ACTIVITY
Return each line below holding the string "Some".
----- RECORDED DATA
//! Delivery history handlers.

use axum::{
    extract::{Path, Query, State},
    Extension, Json,
};
use uuid::Uuid;

use crate::auth::JwtClaims;
use crate::error::{ApiResult, WebhookError};
use crate::models::{DeliveryResponse, DeliveryStatus, ListDeliveriesQuery};
use crate::router::AppState;
use crate::store::{WebhookDelivery, WebhookSubscription};

const MAX_PAGE_SIZE: i64 = 200;

/// List deliveries for a webhook, newest first.
pub async fn list_deliveries_handler(
    State(state): State<AppState>,
    Extension(claims): Extension<JwtClaims>,
    Path(webhook_id): Path<Uuid>,
    Query(query): Query<ListDeliveriesQuery>,
) -> ApiResult<Json<Vec<DeliveryResponse>>> {
    let tenant_id = claims.tenant_id()?;

    // 404 for webhooks the tenant does not own.
    WebhookSubscription::find_by_id(state.pool(), tenant_id, webhook_id)
        .await?
        .ok_or(WebhookError::WebhookNotFound)?;

    let status = match &query.status {
        Some(raw) => Some(
            DeliveryStatus::parse(raw)
                .ok_or_else(|| WebhookError::Validation(format!("Unknown status: {raw}")))?,
        ),
        None => None,
    };

    let limit = query.limit.clamp(1, MAX_PAGE_SIZE);
    let offset = query.offset.max(0);

    let deliveries = WebhookDelivery::list_by_webhook(
        state.pool(),
        tenant_id,
        webhook_id,
        status.map(|s| s.as_str()),
        limit,
        offset,
    )
    .await?;

    let response = deliveries
        .into_iter()
        .filter_map(to_response)
        .collect();

    Ok(Json(response))
}

/// Get one delivery record.
pub async fn get_delivery_handler(
    State(state): State<AppState>,
    Extension(claims): Extension<JwtClaims>,
    Path((webhook_id, delivery_id)): Path<(Uuid, Uuid)>,
) -> ApiResult<Json<DeliveryResponse>> {
    let tenant_id = claims.tenant_id()?;

    let delivery = WebhookDelivery::find_by_id(state.pool(), tenant_id, webhook_id, delivery_id)
        .await?
        .ok_or(WebhookError::DeliveryNotFound)?;

    to_response(delivery)
        .map(Json)
        .ok_or_else(|| WebhookError::Internal("Delivery has unknown status".to_string()))
}

pub(crate) fn to_response(delivery: WebhookDelivery) -> Option<DeliveryResponse> {
    let status = delivery.parsed_status()?;
    Some(DeliveryResponse {
        id: delivery.id,
        webhook_id: delivery.webhook_id,
        event_type: delivery.event_type,
        payload: delivery.payload,
        status,
        response_code: delivery.response_code,
        response_body: delivery.response_body,
        attempt_number: delivery.attempt_number,
        delivered_at: delivery.delivered_at,
        next_retry_at: delivery.next_retry_at,
        created_at: delivery.created_at,
    })
}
----------
YOUR RESPONSE
        Some(raw) => Some(
    Some(DeliveryResponse {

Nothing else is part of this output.